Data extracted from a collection
────────────────────────────────────────

//! Hypervisor control surface
//!
//! The orchestrator only needs a handful of lifecycle operations from the
//! virtualization backend. They are expressed by the [`Hypervisor`] trait so
//! the state machine can be driven against a scripted backend in tests and
//! against libvirt ([`virsh::Virsh`]) in production.
//!
//! All operations are blocking calls to external tooling; async callers go
//! through [`call`], which runs them on the blocking pool.

use std::net::IpAddr;
use std::sync::Arc;

use camino::Utf8PathBuf;
use serde::{Deserialize, Serialize};

use crate::command_run::CommandError;

pub(crate) mod virsh;

/// Lifecycle state of a provisioned instance.
#[derive(
    Debug, Clone, Copy, PartialEq, Eq, Default, Serialize, Deserialize, strum::Display,
)]
#[serde(rename_all = "kebab-case")]
#[strum(serialize_all = "kebab-case")]
pub enum VmState {
    #[default]
    Undefined,
    Defined,
    Running,
    Stopped,
    Destroyed,
}

/// What to create for one run.
#[derive(Debug, Clone, PartialEq, Eq)]
pub struct VmSpec {
    pub name: String,
    pub memory_mb: u32,
    pub vcpus: u32,
    pub disk_size: u64,
}

/// A virtual machine owned by exactly one test run.
#[derive(Debug, Clone, PartialEq, Eq, Serialize, Deserialize)]
pub struct VmInstance {
    pub name: String,
    pub disk_path: Utf8PathBuf,
    #[serde(default, skip_serializing_if = "Option::is_none")]
    pub mac: Option<String>,
    /// Populated once the readiness prober finds it.
    #[serde(default, skip_serializing_if = "Option::is_none")]
    pub address: Option<IpAddr>,
    pub state: VmState,
}

/// Failure reported by the virtualization backend.
#[derive(Debug, thiserror::Error)]
pub enum HypervisorError {
    #[error("hypervisor {op} failed ({}): {stderr}", fmt_code(*.exit_code))]
    Failed {
        op: String,
        exit_code: Option<i32>,
        stderr: String,
    },
    #[error("failed to invoke {tool}: {source}")]
    Spawn {
        tool: String,
        #[source]
        source: std::io::Error,
    },
    #[error("unexpected output from {op}: {message}")]
    Parse { op: String, message: String },
}

fn fmt_code(code: Option<i32>) -> String {
    code.map(|c| format!("exit code {c}"))
        .unwrap_or_else(|| "killed".to_owned())
}

impl HypervisorError {
    pub(crate) fn from_command(op: &str, e: CommandError) -> Self {
        match e {
            CommandError::Spawn { program, source } => HypervisorError::Spawn {
                tool: program,
                source,
            },
            CommandError::Exit {
                exit_code, stderr, ..
            } => HypervisorError::Failed {
                op: op.to_owned(),
                exit_code,
                stderr,
            },
        }
    }

    pub fn exit_code(&self) -> Option<i32> {
        match self {
            HypervisorError::Failed { exit_code, .. } => *exit_code,
            _ => None,
        }
    }
}

/// Operations against the external virtualization service.
///
/// Implementations are stateless with respect to instances: the caller owns
/// each [`VmInstance`] and updates its [`VmState`] after a successful call.
pub trait Hypervisor: Send + Sync {
    /// Allocate a backing disk and define the instance without starting it.
    fn create(&self, spec: &VmSpec) -> Result<VmInstance, HypervisorError>;

    fn start(&self, vm: &VmInstance) -> Result<(), HypervisorError>;

    /// Stop the instance; `force` pulls the plug instead of asking the guest.
    fn stop(&self, vm: &VmInstance, force: bool) -> Result<(), HypervisorError>;

    fn snapshot_create(&self, vm: &VmInstance, name: &str) -> Result<(), HypervisorError>;

    fn snapshot_revert(&self, vm: &VmInstance, name: &str) -> Result<(), HypervisorError>;

    fn snapshot_list(&self, vm: &VmInstance) -> Result<Vec<String>, HypervisorError>;

    fn snapshot_delete(&self, vm: &VmInstance, name: &str) -> Result<(), HypervisorError>;

    /// Whether the instance is currently running.
    fn is_active(&self, vm: &VmInstance) -> Result<bool, HypervisorError>;

    /// The guest's address, if the backend knows one yet.
    fn get_address(&self, vm: &VmInstance) -> Result<Option<IpAddr>, HypervisorError>;

    /// Remove the instance and its disk. Destroying an absent instance is not an error.
    fn destroy(&self, vm: &VmInstance) -> Result<(), HypervisorError>;

    /// Names of all defined instances starting with `prefix`.
    fn list_instances(&self, prefix: &str) -> Result<Vec<String>, HypervisorError>;

    /// Handle for an existing instance known only by name.
    fn adopt(&self, name: &str) -> VmInstance;
}

/// Run a hypervisor operation on the blocking pool.
pub(crate) async fn call<T, F>(hv: &Arc<dyn Hypervisor>, f: F) -> Result<T, crate::error::RunError>
where
    T: Send + 'static,
    F: FnOnce(&dyn Hypervisor) -> Result<T, HypervisorError> + Send + 'static,
{
    let hv = Arc::clone(hv);
    let r = tokio::task::spawn_blocking(move || f(hv.as_ref())).await??;
    Ok(r)
}


#[cfg(test)]
mod tests {
    use super::mock::MockHypervisor;
    use super::*;

    fn spec(name: &str) -> VmSpec {
        VmSpec {
            name: name.into(),
            memory_mb: 1024,
            vcpus: 1,
            disk_size: 1 << 30,
        }
    }

    #[test]
    fn test_from_command_error() {
        let e = HypervisorError::from_command(
            "start",
            CommandError::Exit {
                program: "virsh".into(),
                exit_code: Some(1),
                stderr: "error: domain is already active".into(),
            },
        );
        assert_eq!(e.exit_code(), Some(1));
        assert!(e.to_string().contains("hypervisor start failed (exit code 1)"));
    }

    #[tokio::test]
    async fn test_call_runs_on_blocking_pool() {
        let hv: Arc<dyn Hypervisor> = Arc::new(MockHypervisor::new());
        let vm = call(&hv, |h| h.create(&spec("vmit-vm-1-0001"))).await.unwrap();
        assert_eq!(vm.state, VmState::Defined);
        let names = call(&hv, |h| h.list_instances("vmit-")).await.unwrap();
        assert_eq!(names, vec!["vmit-vm-1-0001".to_owned()]);
    }

    #[test]
    fn test_mock_destroy_idempotent() {
        let hv = MockHypervisor::new();
        let vm = hv.create(&spec("vmit-vm-1-0001")).unwrap();
        hv.destroy(&vm).unwrap();
        hv.destroy(&vm).unwrap();
        assert!(hv.defined().is_empty());
    }
}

────────────────────────────────────────

Problem >> Every entry above should be transcribed exactly as it appears.

Expected output >>
//! Hypervisor control surface
//!
//! The orchestrator only needs a handful of lifecycle operations from the
//! virtualization backend. They are expressed by the [`Hypervisor`] trait so
//! the state machine can be driven against a scripted backend in tests and
//! against libvirt ([`virsh::Virsh`]) in production.
//!
//! All operations are blocking calls to external tooling; async callers go
//! through [`call`], which runs them on the blocking pool.

use std::net::IpAddr;
use std::sync::Arc;

use camino::Utf8PathBuf;
use serde::{Deserialize, Serialize};

use crate::command_run::CommandError;

pub(crate) mod virsh;

/// Lifecycle state of a provisioned instance.
#[derive(
    Debug, Clone, Copy, PartialEq, Eq, Default, Serialize, Deserialize, strum::Display,
)]
#[serde(rename_all = "kebab-case")]
#[strum(serialize_all = "kebab-case")]
pub enum VmState {
    #[default]
    Undefined,
    Defined,
    Running,
    Stopped,
    Destroyed,
}

/// What to create for one run.
#[derive(Debug, Clone, PartialEq, Eq)]
pub struct VmSpec {
    pub name: String,
    pub memory_mb: u32,
    pub vcpus: u32,
    pub disk_size: u64,
}

/// A virtual machine owned by exactly one test run.
#[derive(Debug, Clone, PartialEq, Eq, Serialize, Deserialize)]
pub struct VmInstance {
    pub name: String,
    pub disk_path: Utf8PathBuf,
    #[serde(default, skip_serializing_if = "Option::is_none")]
    pub mac: Option<String>,
    /// Populated once the readiness prober finds it.
    #[serde(default, skip_serializing_if = "Option::is_none")]
    pub address: Option<IpAddr>,
    pub state: VmState,
}

/// Failure reported by the virtualization backend.
#[derive(Debug, thiserror::Error)]
pub enum HypervisorError {
    #[error("hypervisor {op} failed ({}): {stderr}", fmt_code(*.exit_code))]
    Failed {
        op: String,
        exit_code: Option<i32>,
        stderr: String,
    },
    #[error("failed to invoke {tool}: {source}")]
    Spawn {
        tool: String,
        #[source]
        source: std::io::Error,
    },
    #[error("unexpected output from {op}: {message}")]
    Parse { op: String, message: String },
}

fn fmt_code(code: Option<i32>) -> String {
    code.map(|c| format!("exit code {c}"))
        .unwrap_or_else(|| "killed".to_owned())
}

impl HypervisorError {
    pub(crate) fn from_command(op: &str, e: CommandError) -> Self {
        match e {
            CommandError::Spawn { program, source } => HypervisorError::Spawn {
                tool: program,
                source,
            },
            CommandError::Exit {
                exit_code, stderr, ..
            } => HypervisorError::Failed {
                op: op.to_owned(),
                exit_code,
                stderr,
            },
        }
    }

    pub fn exit_code(&self) -> Option<i32> {
        match self {
            HypervisorError::Failed { exit_code, .. } => *exit_code,
            _ => None,
        }
    }
}

/// Operations against the external virtualization service.
///
/// Implementations are stateless with respect to instances: the caller owns
/// each [`VmInstance`] and updates its [`VmState`] after a successful call.
pub trait Hypervisor: Send + Sync {
    /// Allocate a backing disk and define the instance without starting it.
    fn create(&self, spec: &VmSpec) -> Result<VmInstance, HypervisorError>;

    fn start(&self, vm: &VmInstance) -> Result<(), HypervisorError>;

    /// Stop the instance; `force` pulls the plug instead of asking the guest.
    fn stop(&self, vm: &VmInstance, force: bool) -> Result<(), HypervisorError>;

    fn snapshot_create(&self, vm: &VmInstance, name: &str) -> Result<(), HypervisorError>;

    fn snapshot_revert(&self, vm: &VmInstance, name: &str) -> Result<(), HypervisorError>;

    fn snapshot_list(&self, vm: &VmInstance) -> Result<Vec<String>, HypervisorError>;

    fn snapshot_delete(&self, vm: &VmInstance, name: &str) -> Result<(), HypervisorError>;

    /// Whether the instance is currently running.
    fn is_active(&self, vm: &VmInstance) -> Result<bool, HypervisorError>;

    /// The guest's address, if the backend knows one yet.
    fn get_address(&self, vm: &VmInstance) -> Result<Option<IpAddr>, HypervisorError>;

    /// Remove the instance and its disk. Destroying an absent instance is not an error.
    fn destroy(&self, vm: &VmInstance) -> Result<(), HypervisorError>;

    /// Names of all defined instances starting with `prefix`.
    fn list_instances(&self, prefix: &str) -> Result<Vec<String>, HypervisorError>;

    /// Handle for an existing instance known only by name.
    fn adopt(&self, name: &str) -> VmInstance;
}

/// Run a hypervisor operation on the blocking pool.
pub(crate) async fn call<T, F>(hv: &Arc<dyn Hypervisor>, f: F) -> Result<T, crate::error::RunError>
where
    T: Send + 'static,
    F: FnOnce(&dyn Hypervisor) -> Result<T, HypervisorError> + Send + 'static,
{
    let hv = Arc::clone(hv);
    let r = tokio::task::spawn_blocking(move || f(hv.as_ref())).await??;
    Ok(r)
}


#[cfg(test)]
mod tests {
    use super::mock::MockHypervisor;
    use super::*;

    fn spec(name: &str) -> VmSpec {
        VmSpec {
            name: name.into(),
            memory_mb: 1024,
            vcpus: 1,
            disk_size: 1 << 30,
        }
    }

    #[test]
    fn test_from_command_error() {
        let e = HypervisorError::from_command(
            "start",
            CommandError::Exit {
                program: "virsh".into(),
                exit_code: Some(1),
                stderr: "error: domain is already active".into(),
            },
        );
        assert_eq!(e.exit_code(), Some(1));
        assert!(e.to_string().contains("hypervisor start failed (exit code 1)"));
    }

    #[tokio::test]
    async fn test_call_runs_on_blocking_pool() {
        let hv: Arc<dyn Hypervisor> = Arc::new(MockHypervisor::new());
        let vm = call(&hv, |h| h.create(&spec("vmit-vm-1-0001"))).await.unwrap();
        assert_eq!(vm.state, VmState::Defined);
        let names = call(&hv, |h| h.list_instances("vmit-")).await.unwrap();
        assert_eq!(names, vec!["vmit-vm-1-0001".to_owned()]);
    }

    #[test]
    fn test_mock_destroy_idempotent() {
        let hv = MockHypervisor::new();
        let vm = hv.create(&spec("vmit-vm-1-0001")).unwrap();
        hv.destroy(&vm).unwrap();
        hv.destroy(&vm).unwrap();
        assert!(hv.defined().is_empty());
    }
}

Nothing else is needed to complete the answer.